When we talk about our lakes, we often end up talking about our farms. This should come as no surprise: if you walked onto a random acre of land in Dane County, chances are two times out of three you’d be looking at a farm.

According to U.S. Department of Agriculture, agriculture in Dane County accounts for $3.4 billion in economic activity annually. From our multi-generational dairy farms, to our land-grant university, to the Dane County’s farmer’s market, agriculture is part and parcel to our identity.

Quick stats – via Dane County UW-Extension factsheet

  • Ag provides jobs for 17,294 Dane County residents.
  • 97.1% of our local farms are owned by individuals or families, family partnerships, or family-owned corporations.

The majority of our 500,000-plus farm acres— 2,749 farms — are used for crops, including 191,500 acres of corn and 79,000 acres of soybeans. Most of these crops are used to feed the animals that create our dairy, eggs and pork: in fact, there are nearly as many cows, chickens and pigs raised in Dane County (134,000, 72,000 and 27,000 respectively) as there are people living in Madison.

Animal manure is then used to fertilize fields, helping to restore nutrients depleted by crops and ensure another productive growing season. But this relationship is growing and changing as our communities change. While these nutrients are valuable and useful in the fields, nutrients that escape into waterways represent a loss for agriculture and a threat to our lakes.

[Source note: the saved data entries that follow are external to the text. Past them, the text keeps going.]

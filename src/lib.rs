//! Marketsync - keep a trading platform aligned with a reference exchange.
//!
//! The target venue (an OpenDAX platform) lists markets and currencies that
//! settle through a source venue (Binance). This crate derives the trading
//! parameters each target market should have from the source venue's rules
//! and live prices, and audits withdrawal fees so the platform never charges
//! less than it pays.
//!
//! # Architecture
//!
//! - [`domain`] - Pure reconciliation engine: precision inference, constraint
//!   lookup, minimum amounts, market normalization, fee compliance
//! - [`port`] - Traits for venues, operator approval and reports
//! - [`adapter`] - REST clients, the report file and the CLI
//! - [`application`] - The market pass and the fee pass
//! - [`infrastructure`] - Configuration and logging
//! - [`error`] - Error types for the crate
//!
//! # Features
//!
//! - `testkit` - In-memory venues and domain builders for tests
//!
//! # Example
//!
//! ```
//! use marketsync::domain::{normalize, Constraint, Instrument, LotSizeConstraint, PriceConstraint};
//! use rust_decimal_macros::dec;
//!
//! let instrument = Instrument::new(
//!     "BNBBTC",
//!     "BNB",
//!     "BTC",
//!     8,
//!     vec![
//!         Constraint::Price(PriceConstraint {
//!             min_price: dec!(0.000001),
//!             max_price: dec!(100000),
//!             tick_size: dec!(0.000001),
//!         }),
//!         Constraint::LotSize(LotSizeConstraint { min_quantity: dec!(0.001) }),
//!     ],
//! );
//!
//! let market = normalize(&instrument, dec!(0.0112359550561)).unwrap();
//! assert_eq!(market.min_amount().to_string(), "0.011");
//! assert_eq!(market.price_precision(), 6);
//! ```

pub mod adapter;
pub mod application;
pub mod domain;
pub mod error;
pub mod infrastructure;
pub mod port;

#[cfg(any(test, feature = "testkit"))]
pub mod testkit;
//! Currency withdrawal parameters on both venues.

use std::collections::HashMap;

use rust_decimal::Decimal;
use serde::Serialize;

/// A currency as configured on the target venue.
#[derive(Debug, Clone, PartialEq, Eq, Serialize)]
pub struct TargetCurrency {
    pub code: String,
    pub withdraw_fee: Decimal,
    pub min_withdraw: Decimal,
}

impl TargetCurrency {
    pub fn new(code: impl Into<String>, withdraw_fee: Decimal, min_withdraw: Decimal) -> Self {
        Self {
            code: code.into(),
            withdraw_fee,
            min_withdraw,
        }
    }

    /// Coin code of the same currency on the source venue.
    #[must_use]
    pub fn source_code(&self) -> String {
        self.code.to_uppercase()
    }
}

/// Withdrawal parameters of one network carrying a currency.
#[derive(Debug, Clone, PartialEq, Eq, Serialize)]
pub struct NetworkRecord {
    pub name: String,
    pub withdraw_fee: Decimal,
    pub withdraw_min: Decimal,
}

impl NetworkRecord {
    pub fn new(name: impl Into<String>, withdraw_fee: Decimal, withdraw_min: Decimal) -> Self {
        Self {
            name: name.into(),
            withdraw_fee,
            withdraw_min,
        }
    }
}

/// A currency on the source venue, possibly available on several networks.
#[derive(Debug, Clone, PartialEq, Eq, Serialize)]
pub struct SourceCurrency {
    pub code: String,
    pub networks: Vec<NetworkRecord>,
}

impl SourceCurrency {
    pub fn new(code: impl Into<String>, networks: Vec<NetworkRecord>) -> Self {
        Self {
            code: code.into(),
            networks,
        }
    }
}

/// Index source currencies by coin code. Later duplicates replace earlier ones.
#[must_use]
pub fn index_by_code(currencies: &[SourceCurrency]) -> HashMap<&str, &SourceCurrency> {
    currencies.iter().map(|c| (c.code.as_str(), c)).collect()
}
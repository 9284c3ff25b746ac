//! Derivation of a target-venue market from a source-venue instrument.

use std::cmp::min;

use rust_decimal::Decimal;

use super::error::ReconcileError;
use super::instrument::Instrument;
use super::market::MarketConfig;
use super::precision::{precision_of, round_to_precision};

/// Max price sent to the target venue: zero, meaning "no upper bound".
///
/// The source venue's own max price is deliberately not propagated.
pub const UNBOUNDED_MAX_PRICE: Decimal = Decimal::from_parts(0, 0, 0, false, 2);

/// Build the target-venue market for `instrument` given a raw minimum amount.
///
/// - price precision is the tighter of the tick-implied precision and the
///   venue's quote precision
/// - amount precision comes from the lot-size minimum
/// - `min_amount` is rounded half away from zero to the amount precision and
///   never falls below the lot-size minimum
/// - min price passes through, max price is [`UNBOUNDED_MAX_PRICE`]
///
/// # Errors
///
/// Returns [`ReconcileError::ConstraintMissing`] if the instrument has no
/// price or lot-size constraint, and [`ReconcileError::Overflow`] if rounding
/// leaves the decimal range.
pub fn normalize(
    instrument: &Instrument,
    min_amount: Decimal,
) -> Result<MarketConfig, ReconcileError> {
    let price = instrument.price_constraint()?;
    let lot_size = instrument.lot_size_constraint()?;

    let quote_precision = i32::try_from(instrument.quote_precision()).unwrap_or(i32::MAX);
    let price_precision = min(precision_of(price.tick_size), quote_precision);
    let amount_precision = precision_of(lot_size.min_quantity);

    let rounded = round_to_precision(min_amount, amount_precision).ok_or_else(|| {
        ReconcileError::Overflow {
            symbol: instrument.symbol().to_string(),
        }
    })?;
    let min_amount = if rounded < lot_size.min_quantity {
        lot_size.min_quantity
    } else {
        rounded
    };

    Ok(MarketConfig::new(instrument.base_unit(), instrument.quote_unit())
        .with_price_limits(price.min_price, UNBOUNDED_MAX_PRICE)
        .with_amount(min_amount, amount_precision)
        .with_price_precision(price_precision))
}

To protect our lakes and use nutrients more efficiently, farmers and local leaders continue to add tools to the toolbox for manure management, from digesters to manure-injection equipment to techniques like windrow manure composting, for which Clean Lakes Alliance recently received a $60,000 project grant from the Fund for Lake Michigan. These strategies not only protect our water, they also can often benefit the farmer’s bottom line.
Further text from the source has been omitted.